Eu gostaria de falar um pouco sobre a perspectiva superficial a respeito da depressão, sobre etereotipos culturais, sobre valor cultural e sobre comparação cultural.

Não sei exatamente como começar então vou simplesmente deixar o fluxo de pensamento seguir. Um texto precisa de contexto, como uma base, ele precisa de uma apresentação ao leitor, para que ele entenda, como se eu fosse um guia através dos corredores imensos e repletos de portas, em que eu digo "venha, é por aqui, agora venha por aqui, e depois siga comigo por aqui", e em cada porta e corredor que passamos, imagens vão surgindo, para quando nós possamos finalmente chegar em nosso destino, o leitor pense: "ah sim, entendi porque você me trouxe aqui" porque todo o trajeto tenha feito sentido para ele. Mas às vezes este trajeto não fica tão claro assim na minha mente, e não sei como construí-lo para que o destino faça sentido, de certa forma, continue seguindo, eu vou tentar fazer com que as coisas tenham clareza no caminho.
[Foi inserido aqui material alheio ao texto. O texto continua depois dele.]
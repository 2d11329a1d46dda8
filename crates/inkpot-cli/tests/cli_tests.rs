#[cfg(test)]
mod tests {
    use clap::Parser;
    use inkpot_cli::Cli;
    use inkpot_cli::commands::{STARTER_CONFIG, set_value};
    use inkpot_config::{Settings, WarningSeverity};

    // ── Starter config tests ───────────────────────────────────

    #[test]
    fn test_starter_config_parses_and_validates() {
        let settings: Settings = toml::from_str(STARTER_CONFIG).unwrap();
        let warnings = settings.validate().unwrap();
        assert!(
            warnings
                .iter()
                .all(|w| w.severity != WarningSeverity::Error)
        );
        assert_eq!(settings.publication.post_types.len(), 5);
        assert_eq!(settings.plugins.len(), 4);
        assert!(settings.plugin.store_github.is_some());
        assert!(settings.plugin.syndicator_mastodon.is_some());
    }

    #[test]
    fn test_starter_config_has_one_catch_all() {
        let settings: Settings = toml::from_str(STARTER_CONFIG).unwrap();
        let catch_alls: Vec<_> = settings
            .publication
            .post_types
            .iter()
            .filter(|pt| pt.is_catch_all())
            .collect();
        assert_eq!(catch_alls.len(), 1);
        assert!(catch_alls[0].post.is_none());
        assert!(catch_alls[0].media.is_some());
    }

    // ── set_value tests ────────────────────────────────────────

    #[test]
    fn test_set_value_updates_and_preserves_comments() {
        let dir = tempfile::tempdir().unwrap();
        let path = dir.path().join("inkpot.toml");
        std::fs::write(&path, STARTER_CONFIG).unwrap();

        let old = set_value(&path, "publication.locale", "bg").unwrap();
        assert!(old.unwrap().contains("en"));

        let content = std::fs::read_to_string(&path).unwrap();
        assert!(content.contains("locale = \"bg\""));
        assert!(content.contains("# 🖋 Inkpot Configuration"));
        assert!(content.contains("# token is read from the GITHUB_TOKEN environment variable"));

        let settings: Settings = toml::from_str(&content).unwrap();
        assert_eq!(settings.publication.locale, "bg");
        assert_eq!(settings.publication.post_types.len(), 5);
    }

    #[test]
    fn test_set_value_reports_new_keys() {
        let dir = tempfile::tempdir().unwrap();
        let path = dir.path().join("inkpot.toml");
        std::fs::write(&path, STARTER_CONFIG).unwrap();

        // format is only a comment in the starter, so this key is new
        let old = set_value(&path, "logging.format", "json").unwrap();
        assert!(old.is_none());

        let settings: Settings =
            toml::from_str(&std::fs::read_to_string(&path).unwrap()).unwrap();
        assert_eq!(settings.logging.format, "json");
    }

    #[test]
    fn test_set_value_creates_intermediate_tables() {
        let dir = tempfile::tempdir().unwrap();
        let path = dir.path().join("inkpot.toml");
        std::fs::write(&path, "plugins = []\n").unwrap();

        set_value(&path, "plugin.store-github.branch", "publish").unwrap();

        let settings: Settings =
            toml::from_str(&std::fs::read_to_string(&path).unwrap()).unwrap();
        let github = settings.plugin.store_github.unwrap();
        assert_eq!(github.branch, "publish");
        assert!(github.user.is_empty());
    }

    #[test]
    fn test_set_value_infers_value_types() {
        let dir = tempfile::tempdir().unwrap();
        let path = dir.path().join("inkpot.toml");
        std::fs::write(&path, STARTER_CONFIG).unwrap();

        set_value(&path, "publication.enrich_post_data", "true").unwrap();
        set_value(&path, "publication.slug_separator", "_").unwrap();
        set_value(&path, "application.port", "8080").unwrap();

        let content = std::fs::read_to_string(&path).unwrap();
        assert!(content.contains("enrich_post_data = true"));
        assert!(content.contains("port = 8080"));

        let settings: Settings = toml::from_str(&content).unwrap();
        assert!(settings.publication.enrich_post_data);
        assert_eq!(settings.publication.slug_separator, '_');
    }

    #[test]
    fn test_set_value_requires_existing_file() {
        let dir = tempfile::tempdir().unwrap();
        let path = dir.path().join("missing.toml");
        let err = set_value(&path, "publication.locale", "bg").unwrap_err();
        assert!(err.to_string().contains("inkpot init"));
    }

    #[test]
    fn test_set_value_rejects_non_table_intermediate() {
        let dir = tempfile::tempdir().unwrap();
        let path = dir.path().join("inkpot.toml");
        std::fs::write(&path, "plugins = []\n").unwrap();

        let err = set_value(&path, "plugins.first", "x").unwrap_err();
        let msg = err.to_string();
        assert!(msg.contains("config validation failed"));
        assert!(msg.contains("plugins"));
        assert!(msg.contains("not a table"));
    }

    #[test]
    fn test_set_value_rejects_malformed_keys() {
        let dir = tempfile::tempdir().unwrap();
        let path = dir.path().join("inkpot.toml");
        std::fs::write(&path, STARTER_CONFIG).unwrap();

        assert!(set_value(&path, "", "x").is_err());
        assert!(set_value(&path, "publication..locale", "x").is_err());
    }

    // ── Argument parsing tests ─────────────────────────────────

    #[test]
    fn test_cli_parses_subcommands() {
        assert!(Cli::try_parse_from(["inkpot", "doctor"]).is_ok());
        assert!(Cli::try_parse_from(["inkpot", "doctor", "--tokens"]).is_ok());
        assert!(Cli::try_parse_from(["inkpot", "set", "publication.locale", "bg"]).is_ok());
        assert!(Cli::try_parse_from(["inkpot", "config", "--json"]).is_ok());
        assert!(Cli::try_parse_from(["inkpot", "export", "--compact"]).is_ok());
        assert!(Cli::try_parse_from(["inkpot", "post-types"]).is_ok());
        assert!(Cli::try_parse_from(["inkpot", "completions", "zsh"]).is_ok());
        assert!(
            Cli::try_parse_from(["inkpot", "--config", "/tmp/other.toml", "plugins"]).is_ok()
        );
    }

    #[test]
    fn test_cli_rejects_bad_invocations() {
        assert!(Cli::try_parse_from(["inkpot"]).is_err());
        assert!(Cli::try_parse_from(["inkpot", "-v", "-q", "doctor"]).is_err());
        assert!(Cli::try_parse_from(["inkpot", "set", "only-a-key"]).is_err());
    }
}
Quando eu era bem pequeno tinha uma admiração muito grande pela cultura japonesa, pensava eu. Na verdade o que eu gostava mesmo era da cultura japonesa transmitida pela perspectiva do entretenimento disponível, os animes, como Cavaleiros do Zodíaco e Yu Yu Hakushô, e os Tokusatsu, como Jaspion, Jiban, Jiraya, e até mesmo os Tokusatsu da Toei e Bandai, como os Super Sentai Flashman, Changeman, Maskman, etc. A partir destes tokusatsu eu desenvolvi um gosto muito grande por robôs transformers. Era fascinante ver que diversos robôs travestidos em animais, veículos de guerra, naves espaciais, com um ou dois apertar de botões se transformavam em um gigante robô humanoide de batalha. Muito estava envolvido naquelas histórias e pouco estava explícito para mim. Ao longo das histórias que culminavam no clímax e orgásmico momento para mim, a transformação dos robôs, as crianças da época eram brindadas com a estranha cultura japonesa, desde a curiosa linguagem corporal, extremamente formal e educada, até mesmo os maneirismos das expressões faciais, dos gestos, dos alimentos, da comida, etc. A organização e pragmatismo japoneses me atingiram em cheio, e em comparação com a minha cultura, a brasileira, eu acabei criando um senso de inferioridade muito forte. Algumas pessoas passavam pelo mesmo processo, mas por causa da cultura americana. A cultura japonesa era para os mais tímidos, mais modestos, mas apenas a aparência, e que, porém, em seu interior, reservavam dentro de si uma ferocidade de um tigre ou um leão adormecido. Talvez um tigre seja a melhor definição animal para os modos de viver de um japonês, ele é aparentemente dócil, mas pode ser letal e feroz, pois na sua observação silenciosa, consegue mirar exatamente o ponto fraco de seus adversários. Isso era admirável. No que já a cultura americana era mais ousada e barulhenta, porém, tão ou mais audaciosa, e determinada. Eu via no americano o bully, mas no bom sentido, o homem que não tem medo de dar a cara a tapa e se mostra mais, se exibe mais, e não desiste até conquistar o seu objetivo. O que era o brasileiro para mim, então? Aquele que aceitava o segundo lugar, ou até mesmo, por que não, o terceiro, ou cada vez mais inferior, o décimo, o vigésimo: o importante é competir, não ganhar. Para o americano e o japonês não, o importante era vencer, e essa determinação faltava na minha cultura, como eu fui ensinado na época.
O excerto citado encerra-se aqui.